菩薩

サタンの書の数ページの菩薩のレビュー・感想・評価

サタンの書の数ページ(1919年製作の映画)
4.9
イエスを売るユダ、若き色香から逃れようともがく僧侶、元は忠実なる召使いでありながら保身に走るジャコバン派党員、その妻を奪おうと友人を密告する男。様々に姿を変え、それぞれの時代、それぞれの方法で、そんなか弱き人間たちにそっと忍び寄る悪魔の影。神に歯向い人間を貶める宿命を課されたサタンの嘆き、サタンの誘惑に負け堕ちていく者、その裏切りにより破滅していく者たちの姿、人間の弱さと狡猾さ、裏切りと悪意の蔓延を描いた四編からなる作品。この国からトリアーみたいな監督が生まれた事がなんだか必然だった様な気すらさせる作品。減点は絶世の美女であるはずのマリー・アントワネットが女装したザキヤマにしか見えないため。

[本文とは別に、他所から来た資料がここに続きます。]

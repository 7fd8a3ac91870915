//! Cascaded motion controller.
//!
//! Four banks of three PIDs, all working in the body frame:
//!
//! ```text
//! position ──► desired velocity ──► velocity PIDs ──► translation thrust ─┐
//!                                                                         ├─► mixer ─► motor rpm
//! orientation ──► desired rates ──► rate PIDs ──► differential thrust ────┘
//! ```
//!
//! The mixer turns the six stage outputs into one command per motor through a
//! per-motor sign table.

use crate::error::ConfigError;
use crate::hal::Pose;
use crate::pid::{Pid, PidGains};
use crate::transform::{roll_of, rotate_to_local, rotate_to_world};
use crate::{Quat, Vec3};
use log::debug;
use serde::{Deserialize, Serialize};

#[derive(Debug, Clone, Copy, PartialEq, Eq, Serialize, Deserialize)]
pub enum TranslationAxis {
    X,
    Y,
    Z,
}

impl TranslationAxis {
    pub const ALL: [TranslationAxis; 3] = [TranslationAxis::X, TranslationAxis::Y, TranslationAxis::Z];

    pub fn index(self) -> usize {
        self as usize
    }
}

#[derive(Debug, Clone, Copy, PartialEq, Eq, Serialize, Deserialize)]
pub enum RotationAxis {
    Roll,
    Pitch,
    Yaw,
}

impl RotationAxis {
    pub const ALL: [RotationAxis; 3] = [RotationAxis::Roll, RotationAxis::Pitch, RotationAxis::Yaw];

    pub fn index(self) -> usize {
        self as usize
    }
}

/// Measured state of the vehicle, world frame.
#[derive(Debug, Clone, Copy, PartialEq)]
pub struct VehicleState {
    pub position: Vec3,
    pub orientation: Quat,
    pub velocity: Vec3,
    pub angular_velocity: Vec3,
}

impl Default for VehicleState {
    fn default() -> Self {
        Self {
            position: Vec3::zeros(),
            orientation: Quat::identity(),
            velocity: Vec3::zeros(),
            angular_velocity: Vec3::zeros(),
        }
    }
}

/// Gains of every stage. Translation banks are indexed X, Y, Z; rotation
/// banks roll, pitch, yaw.
#[derive(Debug, Clone, Copy, PartialEq, Serialize, Deserialize)]
pub struct ControllerGains {
    pub position: [PidGains; 3],
    pub velocity: [PidGains; 3],
    pub orientation: [PidGains; 3],
    pub rate: [PidGains; 3],
}

impl ControllerGains {
    fn validate(&self) -> Result<(), ConfigError> {
        let stages = [
            ("position", &self.position),
            ("velocity", &self.velocity),
            ("orientation", &self.orientation),
            ("rate", &self.rate),
        ];
        for (stage, axes) in stages {
            if let Some(axis) = axes.iter().position(|g| !g.is_valid()) {
                return Err(ConfigError::InvalidGains { stage, axis });
            }
        }
        Ok(())
    }
}

impl Default for ControllerGains {
    fn default() -> Self {
        let position = PidGains::new(2.0, 0.0, 0.5, -3.0, 3.0);
        let velocity = PidGains::new(1000.0, 50.0, 10.0, -3700.0, 3900.0);
        let rate = PidGains::new(500.0, 100.0, 400.0, -4000.0, 4000.0);
        Self {
            position: [position; 3],
            velocity: [velocity; 3],
            orientation: [
                PidGains::new(8.0, 0.0, 0.0, -10.0, 10.0),
                PidGains::new(20.0, 0.0, 0.0, -100.0, 100.0),
                PidGains::new(20.0, 0.0, 0.0, -100.0, 100.0),
            ],
            rate: [rate; 3],
        }
    }
}

/// Contribution of each stage output to one motor.
#[derive(Debug, Clone, Copy, PartialEq, Serialize, Deserialize)]
pub struct MotorMix {
    /// Signs of the X, Y, Z velocity outputs.
    pub translation: [f64; 3],
    /// Signs of the roll, pitch, yaw rate outputs.
    pub rotation: [f64; 3],
}

impl MotorMix {
    pub const fn new(translation: [f64; 3], rotation: [f64; 3]) -> Self {
        Self {
            translation,
            rotation,
        }
    }
}

#[derive(Debug, Clone, PartialEq, Serialize, Deserialize)]
pub struct MixerConfig {
    pub motors: Vec<MotorMix>,
    /// Maps body-frame velocity into the thruster convention, per axis.
    pub velocity_signs: [f64; 3],
}

impl MixerConfig {
    pub fn motor_count(&self) -> usize {
        self.motors.len()
    }

    fn validate(&self) -> Result<(), ConfigError> {
        if self.motors.is_empty() {
            return Err(ConfigError::NoMotors);
        }
        if let Some(i) = self.motors.iter().position(|m| {
            !m.translation
                .iter()
                .chain(m.rotation.iter())
                .all(|v| v.is_finite())
        }) {
            return Err(ConfigError::InvalidMixer(format!(
                "motor {i} has a non-finite coefficient"
            )));
        }
        if !self.velocity_signs.iter().all(|s| s.is_finite()) {
            return Err(ConfigError::InvalidMixer(
                "velocity signs must be finite".to_string(),
            ));
        }
        Ok(())
    }
}

impl Default for MixerConfig {
    /// Eight motors: four forward (0, 1 yaw pair; 2, 3 pitch pair), two
    /// lateral (roll pair), two vertical.
    fn default() -> Self {
        Self {
            motors: vec![
                MotorMix::new([1.0, 0.0, 0.0], [0.0, 0.0, -1.0]),
                MotorMix::new([1.0, 0.0, 0.0], [0.0, 0.0, 1.0]),
                MotorMix::new([1.0, 0.0, 0.0], [0.0, 1.0, 0.0]),
                MotorMix::new([1.0, 0.0, 0.0], [0.0, -1.0, 0.0]),
                MotorMix::new([0.0, -1.0, 0.0], [1.0, 0.0, 0.0]),
                MotorMix::new([0.0, -1.0, 0.0], [-1.0, 0.0, 0.0]),
                MotorMix::new([0.0, 0.0, -1.0], [0.0, 0.0, 0.0]),
                MotorMix::new([0.0, 0.0, -1.0], [0.0, 0.0, 0.0]),
            ],
            velocity_signs: [1.0, -1.0, -1.0],
        }
    }
}

fn bank(gains: &[PidGains; 3]) -> [Pid; 3] {
    [Pid::new(gains[0]), Pid::new(gains[1]), Pid::new(gains[2])]
}

fn outputs(bank: &[Pid; 3]) -> Vec3 {
    Vec3::new(bank[0].output(), bank[1].output(), bank[2].output())
}

/// Position → velocity and orientation → rate cascade with a motor mixer.
#[derive(Debug, Clone)]
pub struct MotionController {
    position: [Pid; 3],
    velocity: [Pid; 3],
    orientation: [Pid; 3],
    rate: [Pid; 3],
    mixer: MixerConfig,
    rate_bias: [f64; 3],
    desired_velocity: Vec3,
    desired_rates: Vec3,
    motor_outputs: Vec<f64>,
}

impl MotionController {
    pub fn new(gains: ControllerGains, mixer: MixerConfig) -> Result<Self, ConfigError> {
        gains.validate()?;
        mixer.validate()?;
        debug!(
            "motion controller with {} motors, velocity signs {:?}",
            mixer.motor_count(),
            mixer.velocity_signs
        );
        Ok(Self {
            position: bank(&gains.position),
            velocity: bank(&gains.velocity),
            orientation: bank(&gains.orientation),
            rate: bank(&gains.rate),
            motor_outputs: vec![0.0; mixer.motor_count()],
            mixer,
            rate_bias: [0.0; 3],
            desired_velocity: Vec3::zeros(),
            desired_rates: Vec3::zeros(),
        })
    }

    pub fn mixer(&self) -> &MixerConfig {
        &self.mixer
    }

    /// Manual angular rate added on top of the orientation stage [rad/s].
    pub fn set_target_rate(&mut self, axis: RotationAxis, rate: f64) {
        self.rate_bias[axis.index()] = rate;
    }

    pub fn target_rate_bias(&self, axis: RotationAxis) -> f64 {
        self.rate_bias[axis.index()]
    }

    /// Body-frame velocity requested by the position stage at the last update.
    pub fn desired_velocity(&self) -> Vec3 {
        self.desired_velocity
    }

    /// Roll, pitch and yaw rates requested at the last update.
    pub fn desired_rates(&self) -> Vec3 {
        self.desired_rates
    }

    /// Translation thrust of one axis at the last update, thruster convention.
    pub fn velocity_command(&self, axis: TranslationAxis) -> f64 {
        self.velocity[axis.index()].output()
    }

    pub fn motor_outputs(&self) -> &[f64] {
        &self.motor_outputs
    }

    pub fn update(&mut self, state: &VehicleState, desired: &Pose, dt: f64) -> &[f64] {
        let q = state.orientation;

        // Position, body frame.
        let local_desired = rotate_to_local(&q, &desired.position);
        let local_actual = rotate_to_local(&q, &state.position);
        for axis in 0..3 {
            self.position[axis].set_target(local_desired[axis]);
            self.position[axis].update(local_actual[axis], dt);
        }
        self.desired_velocity = outputs(&self.position);

        // Velocity, thruster convention.
        let local_velocity = rotate_to_local(&q, &state.velocity);
        let signs = self.mixer.velocity_signs;
        for axis in 0..3 {
            self.velocity[axis].set_target(signs[axis] * self.desired_velocity[axis]);
            self.velocity[axis].update(signs[axis] * local_velocity[axis], dt);
        }
        let translation = outputs(&self.velocity);

        // Orientation: errors from the desired forward axis seen from the body.
        let pointing = rotate_to_local(&q, &rotate_to_world(&desired.orientation, &Vec3::x()));
        let yaw_error = pointing.y.atan2(pointing.x);
        let pitch_error = -pointing.z.atan2(pointing.x);
        let roll_error = -roll_of(&q);
        let errors = [roll_error, pitch_error, yaw_error];
        for axis in 0..3 {
            self.orientation[axis].set_target(0.0);
            self.orientation[axis].update(-errors[axis], dt);
        }
        self.desired_rates = outputs(&self.orientation) + Vec3::from(self.rate_bias);

        // Rates, body frame: x roll, y pitch, z yaw.
        let local_rates = rotate_to_local(&q, &state.angular_velocity);
        for axis in 0..3 {
            self.rate[axis].set_target(self.desired_rates[axis]);
            self.rate[axis].update(local_rates[axis], dt);
        }
        let rotation = outputs(&self.rate);

        for (output, mix) in self.motor_outputs.iter_mut().zip(&self.mixer.motors) {
            *output = Vec3::from(mix.translation).dot(&translation)
                + Vec3::from(mix.rotation).dot(&rotation);
        }
        &self.motor_outputs
    }

    pub fn reset(&mut self) {
        for pid in self
            .position
            .iter_mut()
            .chain(self.velocity.iter_mut())
            .chain(self.orientation.iter_mut())
            .chain(self.rate.iter_mut())
        {
            pid.reset();
        }
        self.rate_bias = [0.0; 3];
        self.desired_velocity = Vec3::zeros();
        self.desired_rates = Vec3::zeros();
        self.motor_outputs.iter_mut().for_each(|o| *o = 0.0);
    }
}

#[cfg(test)]
mod tests {
    use super::*;
    use approx::assert_relative_eq;
    use std::f64::consts::FRAC_PI_4;

    const DT: f64 = 0.004;

    fn controller() -> MotionController {
        MotionController::new(ControllerGains::default(), MixerConfig::default()).unwrap()
    }

    fn at_rest() -> VehicleState {
        VehicleState::default()
    }

    #[test]
    fn deeper_target_drives_vertical_motors_down() {
        let mut c = controller();
        let out = c.update(&at_rest(), &Pose::new(Vec3::new(0.0, 0.0, 2.0), Quat::identity()), DT);
        assert!(out[6] > 0.0 && out[7] > 0.0);
        assert_eq!(out[6], out[7]);
        for o in &out[..6] {
            assert_eq!(*o, 0.0);
        }
        // P saturates at 3 m/s.
        assert_relative_eq!(c.desired_velocity().z, 3.0);
    }

    #[test]
    fn forward_target_drives_forward_motors() {
        let mut c = controller();
        let out = c.update(&at_rest(), &Pose::new(Vec3::new(1.0, 0.0, 0.0), Quat::identity()), DT);
        assert!(out[..4].iter().all(|o| *o > 0.0));
        assert_eq!(out[4], 0.0);
        assert_eq!(out[6], 0.0);
    }

    #[test]
    fn starboard_target_drives_lateral_motors() {
        let mut c = controller();
        let out = c.update(&at_rest(), &Pose::new(Vec3::new(0.0, 1.0, 0.0), Quat::identity()), DT);
        assert!(out[4] > 0.0 && out[5] > 0.0);
        assert!(c.velocity_command(TranslationAxis::Y) < 0.0);
        assert_eq!(c.velocity_command(TranslationAxis::X), 0.0);
    }

    #[test]
    fn yaw_error_spins_toward_desired_heading() {
        let mut c = controller();
        let desired = Pose::new(Vec3::zeros(), Quat::from_euler_angles(0.0, 0.0, FRAC_PI_4));
        let out = c.update(&at_rest(), &desired, DT).to_vec();
        assert!(c.desired_rates().z > 0.0);
        // Starboard motor backs off, port motor pushes: nose swings to starboard.
        assert!(out[0] < 0.0 && out[1] > 0.0);
        assert_relative_eq!(out[0], -out[1]);
    }

    #[test]
    fn pitch_error_pitches_toward_desired_attitude() {
        let mut c = controller();
        let desired = Pose::new(Vec3::zeros(), Quat::from_euler_angles(0.0, 0.3, 0.0));
        c.update(&at_rest(), &desired, DT);
        assert!(c.desired_rates().y > 0.0);
        let out = c.motor_outputs();
        assert!(out[2] > 0.0 && out[3] < 0.0);
    }

    #[test]
    fn roll_is_levelled() {
        let mut c = controller();
        let state = VehicleState {
            orientation: Quat::from_euler_angles(0.2, 0.0, 0.0),
            ..at_rest()
        };
        c.update(&state, &Pose::default(), DT);
        assert!(c.desired_rates().x < 0.0);
        let out = c.motor_outputs();
        assert!(out[4] < out[5]);
    }

    #[test]
    fn rate_bias_adds_to_orientation_output() {
        let mut c = controller();
        c.set_target_rate(RotationAxis::Yaw, 0.5);
        c.update(&at_rest(), &Pose::default(), DT);
        assert_eq!(c.desired_rates(), Vec3::new(0.0, 0.0, 0.5));
        c.reset();
        for axis in RotationAxis::ALL {
            assert_eq!(c.target_rate_bias(axis), 0.0);
        }
        assert!(c.motor_outputs().iter().all(|o| *o == 0.0));
    }

    #[test]
    fn holding_pose_commands_nothing() {
        let mut c = controller();
        for _ in 0..10 {
            let out = c.update(&at_rest(), &Pose::default(), DT);
            assert!(out.iter().all(|o| *o == 0.0));
        }
    }

    #[test]
    fn vertical_command_shrinks_with_error() {
        // A fresh controller per error isolates the static gain.
        let mut previous = f64::INFINITY;
        for depth in [2.0, 1.0, 0.5, 0.25, 0.1] {
            let mut c = controller();
            let out = c.update(&at_rest(), &Pose::new(Vec3::new(0.0, 0.0, depth), Quat::identity()), DT);
            assert!(out[6] > 0.0);
            assert!(out[6] <= previous);
            previous = out[6];
        }
    }

    #[test]
    fn rejects_bad_configuration() {
        let empty = MixerConfig {
            motors: Vec::new(),
            ..MixerConfig::default()
        };
        assert!(matches!(
            MotionController::new(ControllerGains::default(), empty),
            Err(ConfigError::NoMotors)
        ));

        let mut gains = ControllerGains::default();
        gains.rate[2].max = f64::NAN;
        assert!(matches!(
            MotionController::new(gains, MixerConfig::default()),
            Err(ConfigError::InvalidGains { stage: "rate", axis: 2 })
        ));

        let mut mixer = MixerConfig::default();
        mixer.motors[3].rotation[1] = f64::INFINITY;
        assert!(matches!(
            MotionController::new(ControllerGains::default(), mixer),
            Err(ConfigError::InvalidMixer(_))
        ));
    }

    #[test]
    fn gains_deserialize_with_default_windup_guard() {
        let json = r#"{"kp":1.0,"ki":0.0,"kd":0.0,"min":-1.0,"max":1.0}"#;
        let gains: PidGains = serde_json::from_str(json).unwrap();
        assert_eq!(gains.windup_guard, 20.0);
        assert_eq!(gains.kp, 1.0);
    }
}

まぁでも、キルスティン・ダンストもなかなか…。

正直一番可哀想なのはサタンだったりする。彼がその呪縛から解かれるには彼の誘惑を退ける人を見つけるしかないが、それに失敗すればより一層サタンへの恨みは増していくという無慈悲なシステム。神はやっぱり鬼畜だ。第2章に出てくる異端審問の拷問室がゾクっとする、久しぶりに明大の拷問博物館に行きたくなった。